That is not correct, the vulnerability you are talking about is barely a vulnerability. It did not unmask transactions in the sense that no sender, recipient or amount (which are the properties that are hidden in the monero blockchain) was revealed. The issue only arises in some very specific scenarios, and the only information leaked is that you are more likely to be the one making the transaction (as monero hides the sender by using "decoys") in the case were you receive and spend a transaction in a very short span of time.

While bold cryptographic claims should be taken with responsibility, monero is researched and implemented by well known criptographers and researchers in a very serious way. Almost all (if not all) aspects of the protocol come directly from proven and well understood theory and published research.


> While bold cryptographic claims should be taken with responsibility, monero is researched and implemented by well known criptographers and researchers in a very serious way. Almost all (if not all) aspects of the protocol come directly from proven and well understood theory and published research.
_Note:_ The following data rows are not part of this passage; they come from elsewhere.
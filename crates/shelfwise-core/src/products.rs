use serde::{Deserialize, Deserializer, Serialize};

/// Seasonal demand profile of a product.
///
/// Free-text values that do not name a known season parse to
/// [`Seasonality::Unknown`], which is treated as seasonal (not `None`) so bad
/// data never makes a product look retire-eligible.
#[derive(Debug, Clone, Copy, PartialEq, Eq, Hash, Serialize, Default)]
#[serde(rename_all = "UPPERCASE")]
pub enum Seasonality {
    #[default]
    None,
    Spring,
    Summer,
    Autumn,
    Winter,
    Holiday,
    Unknown,
}

impl Seasonality {
    #[must_use]
    pub fn parse(raw: &str) -> Self {
        match raw.trim().to_lowercase().as_str() {
            "" | "none" => Self::None,
            "spring" => Self::Spring,
            "summer" => Self::Summer,
            "autumn" | "fall" => Self::Autumn,
            "winter" => Self::Winter,
            "holiday" | "holidays" | "christmas" => Self::Holiday,
            _ => Self::Unknown,
        }
    }

    #[must_use]
    pub fn as_str(self) -> &'static str {
        match self {
            Self::None => "NONE",
            Self::Spring => "SPRING",
            Self::Summer => "SUMMER",
            Self::Autumn => "AUTUMN",
            Self::Winter => "WINTER",
            Self::Holiday => "HOLIDAY",
            Self::Unknown => "UNKNOWN",
        }
    }

    #[must_use]
    pub fn is_seasonal(self) -> bool {
        self != Self::None
    }
}

impl<'de> Deserialize<'de> for Seasonality {
    fn deserialize<D>(deserializer: D) -> Result<Self, D::Error>
    where
        D: Deserializer<'de>,
    {
        let raw: Option<String> = Option::deserialize(deserializer)?;
        Ok(raw.map_or(Self::None, |s| Self::parse(&s)))
    }
}

impl std::fmt::Display for Seasonality {
    fn fmt(&self, f: &mut std::fmt::Formatter<'_>) -> std::fmt::Result {
        f.write_str(self.as_str())
    }
}

/// Sales and demand aggregates for one product, the rule engine's input.
#[derive(Debug, Clone, Copy, PartialEq, Eq, Serialize, Deserialize, Default)]
#[serde(rename_all = "camelCase")]
pub struct ProductSignals {
    #[serde(default)]
    pub in_shopify: bool,
    #[serde(default)]
    pub d90_units: u32,
    #[serde(default)]
    pub d180_units: u32,
    #[serde(default)]
    pub requests_30d: u32,
    #[serde(default)]
    pub seasonality: Seasonality,
}

/// Tunable thresholds for the recommendation rule engine.
#[derive(Debug, Clone, Copy, PartialEq, Eq, Serialize, Deserialize)]
#[serde(rename_all = "camelCase")]
pub struct EngineSettings {
    pub boost_sales_threshold_d90: u32,
    pub retire_sales_threshold_d180: u32,
    pub request_theme_priority_threshold: u32,
}

impl Default for EngineSettings {
    fn default() -> Self {
        Self {
            boost_sales_threshold_d90: 10,
            retire_sales_threshold_d180: 2,
            request_theme_priority_threshold: 3,
        }
    }
}

/// What the weekly review should do with a product.
#[derive(Debug, Clone, Copy, PartialEq, Eq, Hash, Serialize, Deserialize)]
#[serde(rename_all = "UPPERCASE")]
pub enum Action {
    Migrate,
    Boost,
    Retire,
    Pause,
    Keep,
}

impl Action {
    #[must_use]
    pub fn as_str(self) -> &'static str {
        match self {
            Self::Migrate => "MIGRATE",
            Self::Boost => "BOOST",
            Self::Retire => "RETIRE",
            Self::Pause => "PAUSE",
            Self::Keep => "KEEP",
        }
    }

    /// Base priority before sales and demand are added.
    #[must_use]
    pub fn base_score(self) -> u64 {
        match self {
            Self::Migrate => 60,
            Self::Boost => 45,
            Self::Retire => 35,
            Self::Keep => 15,
            Self::Pause => 10,
        }
    }
}

impl std::fmt::Display for Action {
    fn fmt(&self, f: &mut std::fmt::Formatter<'_>) -> std::fmt::Result {
        f.write_str(self.as_str())
    }
}

/// A catalog product with its aggregated signals.
#[derive(Debug, Clone, PartialEq, Serialize, Deserialize)]
#[serde(rename_all = "camelCase")]
pub struct ProductInput {
    pub product_id: String,
    pub name: String,
    pub signals: ProductSignals,
}

/// One line of the weekly review list.
#[derive(Debug, Clone, PartialEq, Serialize, Deserialize)]
#[serde(rename_all = "camelCase")]
pub struct WeeklyFocusItem {
    pub product_id: String,
    pub name: String,
    pub action: Action,
    pub priority_score: u64,
    pub why: String,
    pub signals: ProductSignals,
}
use std::collections::{BTreeSet, HashSet};
use std::path::Path;

use serde::{Deserialize, Serialize};

use crate::ConfigError;

/// Match vocabulary for one product type.
#[derive(Debug, Clone, PartialEq, Eq, Serialize, Deserialize)]
pub struct ProductTypeMatch {
    pub key: String,
    pub synonyms: BTreeSet<String>,
}

/// Term sets a relevance filter invocation runs against.
#[derive(Debug, Clone, Default, PartialEq, Eq, Serialize, Deserialize)]
#[serde(rename_all = "camelCase")]
pub struct RelevanceContext {
    #[serde(default)]
    pub product_types: Vec<ProductTypeMatch>,
    #[serde(default)]
    pub occasion_terms: Vec<String>,
    #[serde(default)]
    pub exclude_terms: Vec<String>,
}

/// A product type entry as curated by an admin, before normalization.
#[derive(Debug, Clone, PartialEq, Eq, Serialize, Deserialize)]
pub struct ProductTypeEntry {
    pub key: String,
    #[serde(default)]
    pub synonyms: Vec<String>,
}

/// The raw relevance vocabulary, loaded from YAML or the settings tables.
#[derive(Debug, Clone, Default, PartialEq, Eq, Serialize, Deserialize)]
#[serde(rename_all = "camelCase")]
pub struct RelevanceVocabulary {
    #[serde(default)]
    pub product_types: Vec<ProductTypeEntry>,
    #[serde(default)]
    pub occasion_terms: Vec<String>,
    #[serde(default)]
    pub exclude_terms: Vec<String>,
}

/// Load and validate the relevance vocabulary from a YAML file.
///
/// # Errors
///
/// Returns `ConfigError` if the file cannot be read, parsed, or fails validation.
pub fn load_relevance_vocabulary(path: &Path) -> Result<RelevanceVocabulary, ConfigError> {
    let content = std::fs::read_to_string(path).map_err(|e| ConfigError::RelevanceFileIo {
        path: path.display().to_string(),
        source: e,
    })?;
    parse_relevance_vocabulary(&content)
}

/// Parse and validate a YAML relevance vocabulary.
///
/// # Errors
///
/// Returns `ConfigError` if the YAML is malformed or fails validation.
pub fn parse_relevance_vocabulary(content: &str) -> Result<RelevanceVocabulary, ConfigError> {
    let vocabulary: RelevanceVocabulary = serde_yaml::from_str(content)?;
    validate_vocabulary(&vocabulary)?;
    Ok(vocabulary)
}

fn validate_vocabulary(vocabulary: &RelevanceVocabulary) -> Result<(), ConfigError> {
    let mut seen_keys = HashSet::new();

    for entry in &vocabulary.product_types {
        let key = entry.key.trim().to_lowercase();
        if key.is_empty() {
            return Err(ConfigError::Validation(
                "product type key must be non-empty".to_string(),
            ));
        }
        if !seen_keys.insert(key) {
            return Err(ConfigError::Validation(format!(
                "duplicate product type key: '{}'",
                entry.key
            )));
        }
    }

    Ok(())
}

#[cfg(test)]
mod tests {
    use super::*;

    const SAMPLE: &str = r"
productTypes:
  - key: pinata
    synonyms: [piñata, pinatas]
  - key: party favors
occasionTerms: [birthday, baby shower]
excludeTerms: [diy, free]
";

    #[test]
    fn parses_sample_vocabulary() {
        let vocabulary = parse_relevance_vocabulary(SAMPLE).expect("valid vocabulary");
        assert_eq!(vocabulary.product_types.len(), 2);
        assert_eq!(vocabulary.product_types[0].synonyms, vec!["piñata", "pinatas"]);
        assert!(vocabulary.product_types[1].synonyms.is_empty());
        assert_eq!(vocabulary.occasion_terms, vec!["birthday", "baby shower"]);
        assert_eq!(vocabulary.exclude_terms, vec!["diy", "free"]);
    }

    #[test]
    fn missing_sections_default_to_empty() {
        let vocabulary = parse_relevance_vocabulary("excludeTerms: [cheap]").unwrap();
        assert!(vocabulary.product_types.is_empty());
        assert!(vocabulary.occasion_terms.is_empty());
    }

    #[test]
    fn rejects_duplicate_keys_case_insensitively() {
        let yaml = "productTypes:\n  - key: Pinata\n  - key: pinata\n";
        let err = parse_relevance_vocabulary(yaml).unwrap_err();
        assert!(matches!(err, ConfigError::Validation(ref msg) if msg.contains("duplicate")));
    }

    #[test]
    fn rejects_blank_key() {
        let yaml = "productTypes:\n  - key: '  '\n";
        let err = parse_relevance_vocabulary(yaml).unwrap_err();
        assert!(matches!(err, ConfigError::Validation(_)));
    }

    #[test]
    fn missing_file_is_io_error() {
        let err = load_relevance_vocabulary(Path::new("/nonexistent/relevance.yaml")).unwrap_err();
        assert!(matches!(err, ConfigError::RelevanceFileIo { .. }));
    }
}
I have a lot of friends and acquaintances who (despite my nagging) work at cryptocurrency shops, and I personally do some entirely separate work on provable computation. To call cryptocurrencies' use of zero-knowledge proofs "proven and well understood" is a tremendous overstatement: they're a brand new area within cryptography. We don't really know what their properties are yet, and we haven't even begun to comprehensively document weakness in construction, implementation, &c. the way we do for actually established cryptosystems. The deluge of published research on ZK/OT/&c. is evidence for this: everybody is scrambling to explore and publish on a new, immature research domain.


You are just talking without any bases. It is true that ZK is a rather new concept in applied cryptography, but the theory has been around for a while now, without any relevant breakthrough in possible attacks. Monero cryptography comes from primitives that are not new to cryptocurrencies and have been in the cryptography scene for a couple of decades now. One could argue that theory and implementation are two very different problems, but even in the implementation side there haven't been any severe vulnerabilities (the only that comes to my mind now is the double spending attack that could be done because of a missing check in a signature). Again, the one you cited is far from a real attack on Monero. Do you have any concrete examples of parts of the protocol that are so new and immature that we should distrust for this reason?
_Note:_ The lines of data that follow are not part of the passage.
//! Opportunity scoring for keyword signals.

use serde::Serialize;
use shelfwise_core::{CompetitionLevel, Signal};

/// Score and explanation for one signal.
#[derive(Debug, Clone, PartialEq, Serialize)]
pub struct SignalScore {
    pub score: f64,
    pub reasons: String,
}

/// A signal together with its score, as listed to users.
#[derive(Debug, Clone, PartialEq, Serialize)]
#[serde(rename_all = "camelCase")]
pub struct ScoredSignal {
    #[serde(flatten)]
    pub signal: Signal,
    pub score: f64,
    pub reasons: String,
}

fn finite(value: Option<f64>) -> Option<f64> {
    value.filter(|v| v.is_finite())
}

fn competition_penalty(level: Option<CompetitionLevel>) -> f64 {
    match level.unwrap_or(CompetitionLevel::Unknown) {
        CompetitionLevel::Low => 0.0,
        CompetitionLevel::Medium | CompetitionLevel::Unknown => -1.0,
        CompetitionLevel::High => -2.0,
    }
}

fn trend_component(change: Option<f64>) -> f64 {
    match finite(change) {
        Some(c) if c > 0.0 => 0.5,
        Some(c) if c < -0.5 => -0.5,
        _ => 0.0,
    }
}

/// Rounds and clears negative zero so formatting never prints `-0`.
fn round_clean(value: f64) -> f64 {
    value.round() + 0.0
}

fn format_volume(searches: Option<f64>) -> String {
    match searches {
        None => "-".to_string(),
        Some(v) if v >= 1000.0 => format!("{}k", round_clean(v / 1000.0)),
        Some(v) => format!("{}", round_clean(v)),
    }
}

fn format_cpc(cpc: Option<f64>) -> String {
    match finite(cpc) {
        Some(v) => format!("${v:.2}"),
        None => "-".to_string(),
    }
}

fn format_change(change: Option<f64>) -> String {
    match finite(change) {
        None => "-".to_string(),
        Some(c) if c > 0.0 => "+".to_string(),
        Some(c) => format!("{}%", round_clean(c * 100.0)),
    }
}

/// Scores one signal.
///
/// `score = ln(searches + 1) + competition + intent + trend`, where competition
/// is 0/-1/-2 for low/medium/high (unknown counts as medium), intent is 1 when
/// the top-of-page CPC is positive, and each of the 3-month and YoY changes adds
/// +0.5 when growing or -0.5 when down more than 50%. Non-finite inputs count
/// as unknown. The score is unbounded.
///
/// `reasons` lists volume, competition, CPC, 3-month change, and YoY change,
/// pipe separated.
#[must_use]
pub fn score_signal(signal: &Signal) -> SignalScore {
    let searches = finite(signal.avg_monthly_searches).map(|v| v.max(0.0));
    let volume_score = searches.map_or(0.0, f64::ln_1p);
    let intent_score = match finite(signal.cpc_high) {
        Some(cpc) if cpc > 0.0 => 1.0,
        _ => 0.0,
    };
    let trend_score = trend_component(signal.change_3m_pct) + trend_component(signal.change_yoy_pct);

    let score = volume_score
        + competition_penalty(signal.competition_level)
        + intent_score
        + trend_score;

    let competition = signal
        .competition_level
        .unwrap_or(CompetitionLevel::Unknown);
    let reasons = format!(
        "{} | {} | {} | {} | {}",
        format_volume(searches),
        competition,
        format_cpc(signal.cpc_high),
        format_change(signal.change_3m_pct),
        format_change(signal.change_yoy_pct),
    );

    SignalScore { score, reasons }
}

/// Scores every signal and orders them best first; ties fall back to the
/// keyword so output is stable.
#[must_use]
pub fn score_signals(signals: Vec<Signal>) -> Vec<ScoredSignal> {
    let mut scored: Vec<ScoredSignal> = signals
        .into_iter()
        .map(|signal| {
            let SignalScore { score, reasons } = score_signal(&signal);
            ScoredSignal {
                signal,
                score,
                reasons,
            }
        })
        .collect();
    scored.sort_by(|a, b| {
        b.score
            .total_cmp(&a.score)
            .then_with(|| a.signal.keyword.cmp(&b.signal.keyword))
    });
    scored
}

#[cfg(test)]
mod tests {
    use super::*;

    fn signal() -> Signal {
        Signal::new("unicorn pinata")
    }

    fn approx(a: f64, b: f64) -> bool {
        (a - b).abs() < 1e-9
    }

    #[test]
    fn unknown_everything_scores_medium_penalty_only() {
        let result = score_signal(&signal());
        assert!(approx(result.score, -1.0), "got {}", result.score);
        assert_eq!(result.reasons, "- | UNKNOWN | - | - | -");
    }

    #[test]
    fn full_signal_combines_all_components() {
        let s = Signal {
            avg_monthly_searches: Some(999.0),
            competition_level: Some(CompetitionLevel::Low),
            cpc_high: Some(1.2),
            change_3m_pct: Some(0.25),
            change_yoy_pct: Some(-0.6),
            ..signal()
        };
        let result = score_signal(&s);
        let expected = 1000.0_f64.ln() + 0.0 + 1.0 + 0.5 - 0.5;
        assert!(approx(result.score, expected), "got {}", result.score);
        assert_eq!(result.reasons, "999 | LOW | $1.20 | + | -60%");
    }

    #[test]
    fn competition_penalties() {
        for (level, penalty) in [
            (CompetitionLevel::Low, 0.0),
            (CompetitionLevel::Medium, -1.0),
            (CompetitionLevel::High, -2.0),
            (CompetitionLevel::Unknown, -1.0),
        ] {
            let s = Signal {
                competition_level: Some(level),
                ..signal()
            };
            assert!(approx(score_signal(&s).score, penalty), "{level}");
        }
    }

    #[test]
    fn zero_cpc_has_no_intent() {
        let s = Signal {
            cpc_high: Some(0.0),
            competition_level: Some(CompetitionLevel::Low),
            ..signal()
        };
        assert!(approx(score_signal(&s).score, 0.0));
        assert_eq!(score_signal(&s).reasons, "- | LOW | $0.00 | - | -");
    }

    #[test]
    fn small_declines_are_neutral() {
        let s = Signal {
            competition_level: Some(CompetitionLevel::Low),
            change_3m_pct: Some(-0.5),
            change_yoy_pct: Some(0.0),
            ..signal()
        };
        let result = score_signal(&s);
        assert!(approx(result.score, 0.0));
        assert_eq!(result.reasons, "- | LOW | - | -50% | 0%");
    }

    #[test]
    fn trend_is_bounded() {
        let up = Signal {
            competition_level: Some(CompetitionLevel::Low),
            change_3m_pct: Some(5.0),
            change_yoy_pct: Some(9.0),
            ..signal()
        };
        let down = Signal {
            change_3m_pct: Some(-0.9),
            change_yoy_pct: Some(-0.99),
            ..up.clone()
        };
        assert!(approx(score_signal(&up).score, 1.0));
        assert!(approx(score_signal(&down).score, -1.0));
    }

    #[test]
    fn reasons_are_five_bare_fields() {
        let s = Signal {
            avg_monthly_searches: Some(12_400.0),
            competition_level: Some(CompetitionLevel::High),
            cpc_high: Some(1.5),
            change_3m_pct: Some(0.2),
            change_yoy_pct: Some(-0.3),
            ..signal()
        };
        assert_eq!(score_signal(&s).reasons, "12k | HIGH | $1.50 | + | -30%");
    }

    #[test]
    fn volume_formats_thousands_with_k() {
        let s = Signal {
            avg_monthly_searches: Some(12_400.0),
            ..signal()
        };
        assert!(score_signal(&s).reasons.starts_with("12k |"));
        let s = Signal {
            avg_monthly_searches: Some(1_500.0),
            ..signal()
        };
        assert!(score_signal(&s).reasons.starts_with("2k |"));
        let s = Signal {
            avg_monthly_searches: Some(45.4),
            ..signal()
        };
        assert!(score_signal(&s).reasons.starts_with("45 |"));
    }

    #[test]
    fn non_finite_inputs_are_unknown() {
        let s = Signal {
            avg_monthly_searches: Some(f64::NAN),
            cpc_high: Some(f64::INFINITY),
            change_3m_pct: Some(f64::NEG_INFINITY),
            change_yoy_pct: Some(f64::NAN),
            ..signal()
        };
        let result = score_signal(&s);
        assert!(result.score.is_finite());
        assert!(approx(result.score, -1.0));
        assert_eq!(result.reasons, "- | UNKNOWN | - | - | -");
    }

    #[test]
    fn negative_searches_clamp_to_zero() {
        let s = Signal {
            avg_monthly_searches: Some(-50.0),
            competition_level: Some(CompetitionLevel::Low),
            ..signal()
        };
        let result = score_signal(&s);
        assert!(approx(result.score, 0.0));
        assert!(result.reasons.starts_with("0 |"));
    }

    #[test]
    fn tiny_negative_change_prints_zero_not_negative_zero() {
        let s = Signal {
            change_yoy_pct: Some(-0.001),
            ..signal()
        };
        assert_eq!(score_signal(&s).reasons, "- | UNKNOWN | - | - | 0%");
    }

    #[test]
    fn score_signals_sorts_descending_with_keyword_tiebreak() {
        let high = Signal {
            avg_monthly_searches: Some(5000.0),
            competition_level: Some(CompetitionLevel::Low),
            ..Signal::new("b high")
        };
        let tie_a = Signal::new("a tie");
        let tie_c = Signal::new("c tie");
        let ordered = score_signals(vec![tie_c, high, tie_a]);
        let keywords: Vec<&str> = ordered.iter().map(|s| s.signal.keyword.as_str()).collect();
        assert_eq!(keywords, vec!["b high", "a tie", "c tie"]);
    }
}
At the end of the day it is a matter of trust and risk. I trust the mathematics of it because I took the time to read about it and understand the claims of security being made. I also have some trust in the team writing the software because I have been following their development relatively close. You may have done the same and come to the conclusion that they are not that serious or competent, but claiming that Monero is not to be trusted because the cryptography is too new is just an exaggerated view. This things are not being claimed without a proper basis.

Now, I am only talking about Monero here, there are several other crypto-systems using more esoteric methods than Monero that I wouldn't have the same trust in them, like ZCash and its derivatives. They use far more novel cryptography (zk-SNARKs) and some debatable design decisions (trusted setup, optional privacy, developers taking a chunk of mined coins).


> criptographers

EP dropping Dec 2021.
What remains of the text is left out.